* **EXERCISE DESCRIPTION**
The lines to be copied are those below that contain "trie".

++++ DATA FOR THIS EXERCISE

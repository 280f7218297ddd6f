//! Reverse-labelled domain rule trie.

use std::collections::HashMap;

use super::Rule;
use crate::error::{Error, Result};

/// A trie node. `rule` fires only on an exact whole-name match; `wild`
/// fires for any name strictly below this node (authored as `*.suffix`).
#[derive(Debug, Default)]
pub(crate) struct DomainNode {
    rule: Rule,
    wild: Rule,
    children: HashMap<String, DomainNode>,
}

impl DomainNode {
    /// Inserts `pattern` with `rule`. A single `*` is allowed only as the
    /// whole leftmost label.
    pub(crate) fn insert(&mut self, pattern: &str, rule: Rule) -> Result<()> {
        let parts: Vec<&str> = pattern.split('.').collect();
        if pattern.matches('*').count() > 1 || (pattern.contains('*') && parts[0] != "*") {
            return Err(Error::rules(format!(
                "domain {:?} contains illegal wildcards",
                pattern
            )));
        }

        let mut node = self;
        for part in parts[1..].iter().rev() {
            node = node.children.entry(part.to_string()).or_default();
        }

        if parts[0] == "*" {
            node.wild = rule;
        } else {
            let leaf = node.children.entry(parts[0].to_string()).or_default();
            leaf.rule = rule;
        }
        Ok(())
    }

    /// Walks `host`'s labels right to left, tentatively recording a node's
    /// wildcard rule while labels remain and its exact rule once the whole
    /// name is consumed. The deepest recorded rule wins.
    pub(crate) fn lookup(&self, host: &str) -> Rule {
        let parts: Vec<&str> = host.split('.').collect();
        let mut rule = Rule::None;
        let mut node = self;
        for (i, part) in parts.iter().enumerate().rev() {
            match node.children.get(*part) {
                Some(child) => {
                    node = child;
                    if i > 0 {
                        if node.wild != Rule::None {
                            rule = node.wild;
                        }
                    } else if node.rule != Rule::None {
                        rule = node.rule;
                    }
                }
                None => break,
            }
        }
        rule
    }
}

#[cfg(test)]
mod tests {
    use super::*;

    #[test]
    fn bare_domains_match_exactly() {
        let mut tree = DomainNode::default();
        tree.insert("b.c.d", Rule::Direct).unwrap();
        assert_eq!(tree.lookup("b.c.d"), Rule::Direct);
        assert_eq!(tree.lookup("x.b.c.d"), Rule::None);
        assert_eq!(tree.lookup("c.d"), Rule::None);
    }

    #[test]
    fn wildcards_cover_the_subtree_not_the_apex() {
        let mut tree = DomainNode::default();
        tree.insert("*.tech", Rule::Direct).unwrap();
        assert_eq!(tree.lookup("luyuhuang.tech"), Rule::Direct);
        assert_eq!(tree.lookup("admin.luyuhuang.tech"), Rule::Direct);
        assert_eq!(tree.lookup("tech"), Rule::None);
    }

    #[test]
    fn wildcard_and_exact_rules_coexist_on_one_suffix() {
        let mut tree = DomainNode::default();
        tree.insert("*.a.b", Rule::Proxy).unwrap();
        tree.insert("a.b", Rule::Direct).unwrap();
        assert_eq!(tree.lookup("x.a.b"), Rule::Proxy);
        assert_eq!(tree.lookup("a.b"), Rule::Direct);
    }

    #[test]
    fn misplaced_wildcards_are_rejected() {
        let mut tree = DomainNode::default();
        assert!(tree.insert("a.*.com", Rule::Proxy).is_err());
        assert!(tree.insert("*x.com", Rule::Proxy).is_err());
        assert!(tree.insert("*.*.com", Rule::Proxy).is_err());
    }
}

++++++++

* **RESPONSE BOX**
//! Reverse-labelled domain rule trie.
/// A trie node. `rule` fires only on an exact whole-name match; `wild`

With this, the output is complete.